How many lines in these entries contain the string "ConfigurationUnit"? Reply with the number alone.
─── Records to use ───
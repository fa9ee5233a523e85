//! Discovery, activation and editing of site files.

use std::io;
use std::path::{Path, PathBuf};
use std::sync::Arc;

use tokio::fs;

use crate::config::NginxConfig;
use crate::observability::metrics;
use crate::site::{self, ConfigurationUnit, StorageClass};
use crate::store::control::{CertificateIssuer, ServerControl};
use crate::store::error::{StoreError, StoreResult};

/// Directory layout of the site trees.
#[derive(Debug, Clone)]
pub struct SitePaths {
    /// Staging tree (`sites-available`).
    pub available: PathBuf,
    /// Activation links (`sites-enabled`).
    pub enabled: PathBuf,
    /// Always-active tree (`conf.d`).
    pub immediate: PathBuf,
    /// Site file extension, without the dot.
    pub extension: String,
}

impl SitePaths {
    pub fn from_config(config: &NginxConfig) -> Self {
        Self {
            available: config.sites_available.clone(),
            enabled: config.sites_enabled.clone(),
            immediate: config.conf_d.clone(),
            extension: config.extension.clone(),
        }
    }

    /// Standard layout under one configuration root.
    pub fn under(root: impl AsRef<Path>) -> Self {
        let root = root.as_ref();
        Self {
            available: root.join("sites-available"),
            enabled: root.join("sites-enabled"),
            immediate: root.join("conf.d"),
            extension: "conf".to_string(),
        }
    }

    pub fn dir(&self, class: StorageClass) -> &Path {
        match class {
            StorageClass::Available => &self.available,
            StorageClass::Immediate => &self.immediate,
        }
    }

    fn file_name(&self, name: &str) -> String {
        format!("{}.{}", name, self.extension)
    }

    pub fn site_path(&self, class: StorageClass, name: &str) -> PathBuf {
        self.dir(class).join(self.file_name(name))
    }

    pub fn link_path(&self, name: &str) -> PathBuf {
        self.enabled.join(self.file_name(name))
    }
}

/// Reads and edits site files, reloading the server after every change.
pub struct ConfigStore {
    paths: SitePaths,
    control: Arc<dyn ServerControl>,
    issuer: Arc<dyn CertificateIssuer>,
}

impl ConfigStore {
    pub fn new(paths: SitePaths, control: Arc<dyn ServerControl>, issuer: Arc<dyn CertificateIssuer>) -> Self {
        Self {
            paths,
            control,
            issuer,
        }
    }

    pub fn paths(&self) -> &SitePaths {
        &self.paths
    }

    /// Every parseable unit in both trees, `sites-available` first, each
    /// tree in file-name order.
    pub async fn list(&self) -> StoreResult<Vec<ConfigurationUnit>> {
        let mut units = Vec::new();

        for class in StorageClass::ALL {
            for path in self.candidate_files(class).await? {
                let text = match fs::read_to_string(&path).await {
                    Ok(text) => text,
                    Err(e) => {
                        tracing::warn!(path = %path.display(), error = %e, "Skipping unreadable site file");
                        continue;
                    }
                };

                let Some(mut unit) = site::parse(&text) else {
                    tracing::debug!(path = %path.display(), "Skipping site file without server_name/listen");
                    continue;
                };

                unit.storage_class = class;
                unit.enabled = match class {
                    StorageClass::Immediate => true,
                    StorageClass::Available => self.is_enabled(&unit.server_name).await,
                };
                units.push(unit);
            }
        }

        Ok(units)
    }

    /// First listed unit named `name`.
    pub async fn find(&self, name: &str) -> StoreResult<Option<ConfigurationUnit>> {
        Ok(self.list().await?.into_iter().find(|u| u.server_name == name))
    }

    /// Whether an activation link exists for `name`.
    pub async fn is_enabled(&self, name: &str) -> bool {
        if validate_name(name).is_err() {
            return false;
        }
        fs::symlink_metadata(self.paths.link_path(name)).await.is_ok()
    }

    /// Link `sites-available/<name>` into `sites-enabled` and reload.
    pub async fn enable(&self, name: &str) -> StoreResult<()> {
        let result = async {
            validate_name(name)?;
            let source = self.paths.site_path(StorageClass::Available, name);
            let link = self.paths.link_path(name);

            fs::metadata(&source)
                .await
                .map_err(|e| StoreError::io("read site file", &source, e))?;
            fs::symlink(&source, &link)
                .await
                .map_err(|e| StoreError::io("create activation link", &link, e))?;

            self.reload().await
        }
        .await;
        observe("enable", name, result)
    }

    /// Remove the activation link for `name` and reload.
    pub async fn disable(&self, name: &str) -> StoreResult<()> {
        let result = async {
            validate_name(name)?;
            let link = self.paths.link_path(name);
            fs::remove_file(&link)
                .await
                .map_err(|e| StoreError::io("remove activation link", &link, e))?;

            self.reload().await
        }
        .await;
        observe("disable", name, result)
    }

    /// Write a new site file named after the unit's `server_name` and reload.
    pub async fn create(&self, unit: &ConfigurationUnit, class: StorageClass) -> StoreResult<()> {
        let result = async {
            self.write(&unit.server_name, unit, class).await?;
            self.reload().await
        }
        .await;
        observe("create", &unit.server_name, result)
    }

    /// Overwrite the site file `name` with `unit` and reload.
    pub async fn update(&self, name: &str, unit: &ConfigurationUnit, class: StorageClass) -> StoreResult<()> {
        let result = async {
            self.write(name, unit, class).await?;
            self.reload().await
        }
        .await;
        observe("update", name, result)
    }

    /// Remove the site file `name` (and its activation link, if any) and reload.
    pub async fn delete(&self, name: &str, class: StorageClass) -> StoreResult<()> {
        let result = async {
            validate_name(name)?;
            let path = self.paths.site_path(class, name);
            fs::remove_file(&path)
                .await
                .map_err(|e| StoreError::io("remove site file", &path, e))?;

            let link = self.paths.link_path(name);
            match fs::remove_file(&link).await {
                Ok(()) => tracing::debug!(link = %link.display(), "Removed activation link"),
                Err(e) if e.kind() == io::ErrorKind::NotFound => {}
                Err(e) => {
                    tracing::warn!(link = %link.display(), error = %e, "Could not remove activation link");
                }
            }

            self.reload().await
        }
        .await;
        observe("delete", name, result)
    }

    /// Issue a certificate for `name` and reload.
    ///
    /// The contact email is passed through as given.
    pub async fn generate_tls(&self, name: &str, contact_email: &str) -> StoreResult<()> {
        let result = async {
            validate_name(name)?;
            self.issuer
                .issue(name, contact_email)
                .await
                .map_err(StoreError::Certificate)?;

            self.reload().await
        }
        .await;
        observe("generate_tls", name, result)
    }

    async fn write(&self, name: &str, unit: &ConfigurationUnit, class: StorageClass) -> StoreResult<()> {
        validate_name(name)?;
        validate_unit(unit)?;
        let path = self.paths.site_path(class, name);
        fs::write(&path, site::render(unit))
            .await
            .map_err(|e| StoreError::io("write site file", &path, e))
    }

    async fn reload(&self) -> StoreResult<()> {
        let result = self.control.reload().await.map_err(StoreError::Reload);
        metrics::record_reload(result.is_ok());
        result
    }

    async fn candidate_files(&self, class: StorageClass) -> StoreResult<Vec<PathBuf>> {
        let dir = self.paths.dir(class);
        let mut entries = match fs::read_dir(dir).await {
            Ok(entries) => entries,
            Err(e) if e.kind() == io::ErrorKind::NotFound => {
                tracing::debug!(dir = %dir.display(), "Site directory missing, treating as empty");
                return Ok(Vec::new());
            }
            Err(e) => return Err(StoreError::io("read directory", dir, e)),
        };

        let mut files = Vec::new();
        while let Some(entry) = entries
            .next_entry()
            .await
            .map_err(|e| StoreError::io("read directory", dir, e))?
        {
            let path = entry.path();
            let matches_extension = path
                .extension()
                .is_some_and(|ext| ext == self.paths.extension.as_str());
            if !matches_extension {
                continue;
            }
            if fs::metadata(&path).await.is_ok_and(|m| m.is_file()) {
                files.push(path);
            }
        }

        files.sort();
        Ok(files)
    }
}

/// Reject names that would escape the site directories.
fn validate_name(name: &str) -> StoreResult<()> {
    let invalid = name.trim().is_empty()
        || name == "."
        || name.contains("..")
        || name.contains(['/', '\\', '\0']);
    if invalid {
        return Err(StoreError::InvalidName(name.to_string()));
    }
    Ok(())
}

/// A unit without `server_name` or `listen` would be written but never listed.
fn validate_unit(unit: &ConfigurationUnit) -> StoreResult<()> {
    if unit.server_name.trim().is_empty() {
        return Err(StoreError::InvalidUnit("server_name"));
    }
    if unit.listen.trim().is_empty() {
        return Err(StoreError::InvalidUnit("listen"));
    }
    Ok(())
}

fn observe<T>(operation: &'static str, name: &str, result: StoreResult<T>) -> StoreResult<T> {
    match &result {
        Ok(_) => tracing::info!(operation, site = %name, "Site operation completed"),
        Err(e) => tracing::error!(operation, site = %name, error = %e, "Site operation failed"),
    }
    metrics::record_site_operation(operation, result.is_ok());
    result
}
───
─── Records to use ───
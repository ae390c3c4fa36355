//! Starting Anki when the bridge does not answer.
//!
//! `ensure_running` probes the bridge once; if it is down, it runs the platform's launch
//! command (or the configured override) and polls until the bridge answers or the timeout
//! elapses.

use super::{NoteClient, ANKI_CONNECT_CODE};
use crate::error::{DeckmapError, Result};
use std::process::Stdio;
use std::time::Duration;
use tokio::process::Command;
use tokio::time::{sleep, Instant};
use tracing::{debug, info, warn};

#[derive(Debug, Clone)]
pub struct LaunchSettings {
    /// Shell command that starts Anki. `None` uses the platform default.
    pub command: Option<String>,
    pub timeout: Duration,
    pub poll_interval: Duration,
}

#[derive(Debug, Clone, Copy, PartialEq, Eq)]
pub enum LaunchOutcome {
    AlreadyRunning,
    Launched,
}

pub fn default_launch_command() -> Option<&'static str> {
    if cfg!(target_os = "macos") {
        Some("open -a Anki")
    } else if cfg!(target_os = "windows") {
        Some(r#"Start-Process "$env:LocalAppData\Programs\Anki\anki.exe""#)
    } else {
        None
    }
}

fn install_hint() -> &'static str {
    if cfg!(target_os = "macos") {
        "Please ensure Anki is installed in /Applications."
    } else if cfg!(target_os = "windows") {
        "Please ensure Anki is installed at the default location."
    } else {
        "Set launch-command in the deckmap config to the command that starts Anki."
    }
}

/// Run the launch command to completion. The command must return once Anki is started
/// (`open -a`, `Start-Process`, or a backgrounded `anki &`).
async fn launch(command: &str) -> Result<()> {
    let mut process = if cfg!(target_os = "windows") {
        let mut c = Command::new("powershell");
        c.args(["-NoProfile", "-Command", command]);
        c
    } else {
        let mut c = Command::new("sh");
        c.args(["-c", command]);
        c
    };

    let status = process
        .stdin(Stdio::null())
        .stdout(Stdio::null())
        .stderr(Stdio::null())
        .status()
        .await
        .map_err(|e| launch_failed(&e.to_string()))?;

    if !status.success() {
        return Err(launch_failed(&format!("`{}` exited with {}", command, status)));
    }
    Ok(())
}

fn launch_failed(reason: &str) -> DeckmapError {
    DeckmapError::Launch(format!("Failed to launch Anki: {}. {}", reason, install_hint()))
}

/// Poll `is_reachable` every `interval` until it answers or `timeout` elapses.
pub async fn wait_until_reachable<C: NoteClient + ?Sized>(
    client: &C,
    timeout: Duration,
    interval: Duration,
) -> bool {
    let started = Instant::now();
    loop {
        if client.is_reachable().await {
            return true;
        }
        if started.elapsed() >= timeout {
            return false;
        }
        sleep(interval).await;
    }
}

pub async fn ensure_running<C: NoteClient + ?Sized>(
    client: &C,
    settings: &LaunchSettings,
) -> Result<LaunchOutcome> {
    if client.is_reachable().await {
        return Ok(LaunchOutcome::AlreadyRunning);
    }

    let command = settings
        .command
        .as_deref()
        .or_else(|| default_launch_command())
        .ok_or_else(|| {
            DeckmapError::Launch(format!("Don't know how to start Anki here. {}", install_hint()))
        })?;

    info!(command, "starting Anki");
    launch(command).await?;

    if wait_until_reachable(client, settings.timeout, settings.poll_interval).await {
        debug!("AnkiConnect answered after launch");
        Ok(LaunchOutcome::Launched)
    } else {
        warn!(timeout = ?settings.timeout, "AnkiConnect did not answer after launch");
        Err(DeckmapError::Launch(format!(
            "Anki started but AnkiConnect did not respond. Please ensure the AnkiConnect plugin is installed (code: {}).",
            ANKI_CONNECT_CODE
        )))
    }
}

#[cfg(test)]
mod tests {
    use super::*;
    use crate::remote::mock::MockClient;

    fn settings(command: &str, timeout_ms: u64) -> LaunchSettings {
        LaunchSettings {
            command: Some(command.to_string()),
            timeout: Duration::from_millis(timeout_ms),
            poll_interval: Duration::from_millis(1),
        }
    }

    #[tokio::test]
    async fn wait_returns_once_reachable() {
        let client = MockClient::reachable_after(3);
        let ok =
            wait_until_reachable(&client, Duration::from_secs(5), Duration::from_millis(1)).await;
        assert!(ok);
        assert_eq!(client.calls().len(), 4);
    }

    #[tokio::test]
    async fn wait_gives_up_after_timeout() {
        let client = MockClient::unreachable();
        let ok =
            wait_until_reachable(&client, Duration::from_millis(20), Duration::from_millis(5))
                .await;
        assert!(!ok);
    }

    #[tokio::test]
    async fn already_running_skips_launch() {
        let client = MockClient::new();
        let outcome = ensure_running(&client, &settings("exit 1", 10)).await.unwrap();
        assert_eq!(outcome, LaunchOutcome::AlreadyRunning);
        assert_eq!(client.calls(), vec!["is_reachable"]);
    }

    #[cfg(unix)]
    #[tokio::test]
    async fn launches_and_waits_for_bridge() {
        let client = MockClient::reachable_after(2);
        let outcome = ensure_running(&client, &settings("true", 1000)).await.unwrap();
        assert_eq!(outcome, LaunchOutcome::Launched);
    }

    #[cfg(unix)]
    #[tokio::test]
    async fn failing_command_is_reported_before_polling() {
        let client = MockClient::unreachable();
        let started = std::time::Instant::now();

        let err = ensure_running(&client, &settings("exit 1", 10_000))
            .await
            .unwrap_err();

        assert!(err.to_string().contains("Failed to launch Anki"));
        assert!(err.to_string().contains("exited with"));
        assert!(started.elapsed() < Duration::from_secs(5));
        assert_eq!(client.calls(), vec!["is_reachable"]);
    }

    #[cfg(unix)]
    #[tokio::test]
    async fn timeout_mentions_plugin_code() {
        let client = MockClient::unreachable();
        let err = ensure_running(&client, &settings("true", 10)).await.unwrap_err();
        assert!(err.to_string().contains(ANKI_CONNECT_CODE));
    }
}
───
─── Records to use ───
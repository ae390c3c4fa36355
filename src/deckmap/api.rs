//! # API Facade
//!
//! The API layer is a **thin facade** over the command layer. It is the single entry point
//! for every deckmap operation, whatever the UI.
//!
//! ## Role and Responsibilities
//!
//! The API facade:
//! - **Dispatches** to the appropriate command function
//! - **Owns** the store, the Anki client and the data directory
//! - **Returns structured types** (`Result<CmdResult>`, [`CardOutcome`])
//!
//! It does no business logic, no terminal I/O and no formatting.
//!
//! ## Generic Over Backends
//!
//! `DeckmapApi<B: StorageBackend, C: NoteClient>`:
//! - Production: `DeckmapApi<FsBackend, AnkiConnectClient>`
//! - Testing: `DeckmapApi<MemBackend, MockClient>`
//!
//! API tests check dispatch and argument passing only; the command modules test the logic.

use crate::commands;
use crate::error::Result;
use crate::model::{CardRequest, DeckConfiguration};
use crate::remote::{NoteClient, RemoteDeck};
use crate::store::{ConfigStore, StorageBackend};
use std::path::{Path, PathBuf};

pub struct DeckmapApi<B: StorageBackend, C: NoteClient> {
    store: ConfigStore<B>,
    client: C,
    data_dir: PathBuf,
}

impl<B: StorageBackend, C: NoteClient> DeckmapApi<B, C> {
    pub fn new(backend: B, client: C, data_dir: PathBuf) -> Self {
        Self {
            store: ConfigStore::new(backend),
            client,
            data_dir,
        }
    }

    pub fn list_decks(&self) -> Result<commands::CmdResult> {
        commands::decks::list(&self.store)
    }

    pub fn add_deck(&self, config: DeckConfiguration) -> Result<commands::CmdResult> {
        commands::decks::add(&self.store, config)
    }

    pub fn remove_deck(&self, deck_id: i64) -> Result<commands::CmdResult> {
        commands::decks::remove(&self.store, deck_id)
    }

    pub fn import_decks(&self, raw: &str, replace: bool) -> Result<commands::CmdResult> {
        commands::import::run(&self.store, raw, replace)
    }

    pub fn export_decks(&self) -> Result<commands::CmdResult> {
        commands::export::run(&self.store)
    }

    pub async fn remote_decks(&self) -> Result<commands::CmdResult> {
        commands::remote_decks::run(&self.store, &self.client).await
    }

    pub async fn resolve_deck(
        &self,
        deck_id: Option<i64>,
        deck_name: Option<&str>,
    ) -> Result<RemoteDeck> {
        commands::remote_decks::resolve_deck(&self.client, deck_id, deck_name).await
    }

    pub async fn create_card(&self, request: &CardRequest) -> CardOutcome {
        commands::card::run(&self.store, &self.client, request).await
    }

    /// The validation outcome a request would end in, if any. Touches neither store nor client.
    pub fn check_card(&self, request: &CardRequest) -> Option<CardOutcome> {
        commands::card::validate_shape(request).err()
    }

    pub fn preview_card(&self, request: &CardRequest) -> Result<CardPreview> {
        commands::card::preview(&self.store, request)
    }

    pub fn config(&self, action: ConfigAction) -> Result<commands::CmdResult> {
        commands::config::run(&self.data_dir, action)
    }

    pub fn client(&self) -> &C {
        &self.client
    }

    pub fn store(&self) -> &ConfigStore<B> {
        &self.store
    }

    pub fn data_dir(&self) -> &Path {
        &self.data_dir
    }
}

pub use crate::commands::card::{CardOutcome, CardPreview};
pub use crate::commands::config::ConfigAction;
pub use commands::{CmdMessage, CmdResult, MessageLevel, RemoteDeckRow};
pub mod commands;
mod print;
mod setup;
───
### Written reply
7